Miners suffered as metal prices retreated on demand concerns, with Eurasian Natural Resources (ENRC.L: ), Antofagasta (ANTO.L: ), Vedanta Resources (VED.L: ), Rio Tinto (RIO.L: ), and Xstrata (XTA.L: ) losing 3.5 to 7.1 percent.

Oil majors also fell back as crude prices lost ground, down 2.8 percent, with BP (BP.L: ), BG Group (BG.L: ) and Royal Dutch Shell (RDSa.L: ), off 1.2 to 2.0 percent.

BP was dogged too by ongoing worries over its liability for a major oil spill in the Gulf of Mexico.

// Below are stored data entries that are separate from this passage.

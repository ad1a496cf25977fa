//! Rolled-up business metrics with bounded histories
//!
//! Each metric keeps its current value, the percentage trend versus the
//! previous value, and a `SlidingWindow` history (same eviction and same-bucket
//! coalescing as chart series).

use super::event_log::BoundedLog;
use super::window::{Bucketed, SlidingWindow};
use crate::core::{EngineError, InsightEvent, PriceState, TimeBucket, TradeEvent};
use crate::sources::LiquidityFigures;
use rand::{Rng, RngCore};
use serde::{Deserialize, Serialize};
use tracing::debug;

/// Metrics maintained by the aggregator
#[derive(Debug, Clone, Copy, PartialEq, Eq, Hash, Serialize, Deserialize)]
#[serde(rename_all = "snake_case")]
pub enum MetricKey {
    TotalLiquidity,
    RiskScore,
    TradedVolume,
    MarketSentiment,
    AdvisoryConfidence,
}

impl MetricKey {
    pub const ALL: [MetricKey; 5] = [
        MetricKey::TotalLiquidity,
        MetricKey::RiskScore,
        MetricKey::TradedVolume,
        MetricKey::MarketSentiment,
        MetricKey::AdvisoryConfidence,
    ];

    pub fn label(&self) -> &'static str {
        match self {
            Self::TotalLiquidity => "Total Liquidity",
            Self::RiskScore => "Risk Score",
            Self::TradedVolume => "Traded Volume",
            Self::MarketSentiment => "Market Sentiment",
            Self::AdvisoryConfidence => "AI Confidence",
        }
    }

    pub fn unit(&self) -> &'static str {
        match self {
            Self::TotalLiquidity | Self::TradedVolume => "USD",
            Self::RiskScore => "score",
            Self::MarketSentiment | Self::AdvisoryConfidence => "%",
        }
    }
}

/// One history entry
#[derive(Debug, Clone, Copy, PartialEq, Serialize, Deserialize)]
pub struct MetricPoint {
    pub bucket: TimeBucket,
    pub value: f64,
}

impl Bucketed for MetricPoint {
    fn bucket(&self) -> TimeBucket {
        self.bucket
    }
}

#[derive(Debug, Clone, PartialEq, Serialize, Deserialize)]
pub struct MetricSample {
    pub key: MetricKey,
    pub label: String,
    pub value: f64,
    pub unit: String,
    /// Percentage change from the previous value
    pub trend: f64,
    pub history: SlidingWindow<MetricPoint>,
}

impl MetricSample {
    pub fn new(key: MetricKey, initial: f64, capacity: usize) -> Result<Self, EngineError> {
        Ok(Self {
            key,
            label: key.label().to_string(),
            value: initial,
            unit: key.unit().to_string(),
            trend: 0.0,
            history: SlidingWindow::new(capacity)?,
        })
    }

    /// Set the value, recompute the trend and record it in the history
    pub fn update(&mut self, value: f64, bucket: TimeBucket) {
        self.trend = percent_change(self.value, value);
        self.value = value;
        self.history.append(MetricPoint { bucket, value });
    }
}

/// `(new - old) / |old| * 100`, or 0 when `old` is 0
pub fn percent_change(old: f64, new: f64) -> f64 {
    if old == 0.0 || !old.is_finite() {
        0.0
    } else {
        (new - old) / old.abs() * 100.0
    }
}

/// Perturb `last` by a uniform relative delta in `[-jitter, +jitter]`
pub fn perturb<R: RngCore + ?Sized>(last: f64, jitter: f64, rng: &mut R) -> f64 {
    if jitter <= 0.0 {
        return last;
    }
    let delta = rng.gen_range(-jitter..=jitter);
    (last * (1.0 + delta)).max(0.0)
}

/// Liquidity feed outcome for the current tick
#[derive(Debug, Clone, PartialEq)]
pub enum LiquidityInput {
    /// A poll succeeded since the last tick
    Fresh(LiquidityFigures),
    /// A poll failed or timed out since the last tick
    Unavailable,
    /// No poll completed since the last tick
    Pending,
}

/// Everything the aggregator reads from one tick
pub struct TickInputs<'a> {
    pub prices: &'a [PriceState],
    pub trades: &'a BoundedLog<TradeEvent>,
    pub insights: &'a BoundedLog<InsightEvent>,
    /// Mean chart sentiment across instruments, in (-1, 1)
    pub mean_sentiment: f64,
    pub liquidity: LiquidityInput,
    pub bucket: TimeBucket,
}

#[derive(Debug, Clone)]
pub struct MetricsAggregator {
    metrics: Vec<MetricSample>,
    fallback_jitter: f64,
    fallbacks: u64,
}

impl MetricsAggregator {
    pub fn new(
        history_capacity: usize,
        initial_liquidity: f64,
        fallback_jitter: f64,
    ) -> Result<Self, EngineError> {
        let metrics = MetricKey::ALL
            .iter()
            .map(|&key| {
                let initial = match key {
                    MetricKey::TotalLiquidity => initial_liquidity,
                    _ => 0.0,
                };
                MetricSample::new(key, initial, history_capacity)
            })
            .collect::<Result<Vec<_>, _>>()?;

        Ok(Self {
            metrics,
            fallback_jitter,
            fallbacks: 0,
        })
    }

    pub fn get(&self, key: MetricKey) -> Option<&MetricSample> {
        self.metrics.iter().find(|m| m.key == key)
    }

    fn get_mut(&mut self, key: MetricKey) -> &mut MetricSample {
        let idx = MetricKey::ALL.iter().position(|k| *k == key).unwrap_or(0);
        &mut self.metrics[idx]
    }

    pub fn metrics(&self) -> &[MetricSample] {
        &self.metrics
    }

    /// Number of times the liquidity metric fell back to perturbation
    pub fn fallbacks(&self) -> u64 {
        self.fallbacks
    }

    /// Recompute every metric from one tick's state
    pub fn refresh<R: RngCore + ?Sized>(&mut self, inputs: &TickInputs<'_>, rng: &mut R) {
        let bucket = inputs.bucket;

        match &inputs.liquidity {
            LiquidityInput::Fresh(figures) => {
                self.get_mut(MetricKey::TotalLiquidity)
                    .update(figures.total_liquidity, bucket);
            }
            LiquidityInput::Unavailable => {
                let jitter = self.fallback_jitter;
                let metric = self.get_mut(MetricKey::TotalLiquidity);
                let value = perturb(metric.value, jitter, rng);
                metric.update(value, bucket);
                self.fallbacks += 1;
                debug!(value, "Liquidity feed unavailable, perturbed last known value");
            }
            LiquidityInput::Pending => {}
        }

        let risk = risk_score(inputs.prices);
        self.get_mut(MetricKey::RiskScore).update(risk, bucket);

        let volume: f64 = inputs.trades.iter().map(TradeEvent::notional).sum();
        self.get_mut(MetricKey::TradedVolume).update(volume, bucket);

        self.get_mut(MetricKey::MarketSentiment)
            .update(inputs.mean_sentiment.clamp(-1.0, 1.0) * 100.0, bucket);

        if !inputs.insights.is_empty() {
            let mean = inputs.insights.iter().map(|i| i.confidence).sum::<f64>()
                / inputs.insights.len() as f64;
            self.get_mut(MetricKey::AdvisoryConfidence)
                .update(mean.clamp(0.0, 1.0) * 100.0, bucket);
        }
    }
}

/// 0-100 score from mean absolute change and mean intraday range
///
/// A 1% move contributes 10 points, a 1% range 5 points.
pub fn risk_score(prices: &[PriceState]) -> f64 {
    if prices.is_empty() {
        return 0.0;
    }
    let n = prices.len() as f64;
    let mean_change = prices.iter().map(|p| p.change_pct.abs()).sum::<f64>() / n;
    let mean_range = prices.iter().map(|p| p.day_range_fraction() * 100.0).sum::<f64>() / n;
    (mean_change * 10.0 + mean_range * 5.0).clamp(0.0, 100.0)
}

Among some individual blue chip fallers, Wolseley (WOS.L: ) shed 4.3 percent with investors nervous about the builders merchants’ exposure to the U.S. housing market.

After U.S. existing homes sales figures showed a gain in inventory on Monday, which is likely to drag on house prices, on Tuesday the Standard Poor’s/Case Schiller home prices index showed a fall in the first quarter.

U.S. blue chips (.DJI: ) were down 1.8 percent by London’s close, with news that U.S. consumer confidence rose for the third straight month in May to the highest in more than two years shoved aside.

Investors also failed to take heart from news that Britain’s economy grew slightly faster than initially estimated in the first three months of this year after a rebound in manufacturing and business services.

There were no gainers among the UK blue chips on Wednesday.

Among other individual fallers, chipmaker ARM Holdings (ARM.L: ) fell 5.7 percent as JPMorgan Cazenove downgraded the stock to “underweight” in a cautious note on the sector.

And Marks & Spencer (MKS.L: ), Britain’s biggest clothing retailer lost 2.1 percent after it said it was cautious about the outlook for consumers ahead of expected tax rises as it met forecasts with a 4.6 percent rise in annual profit.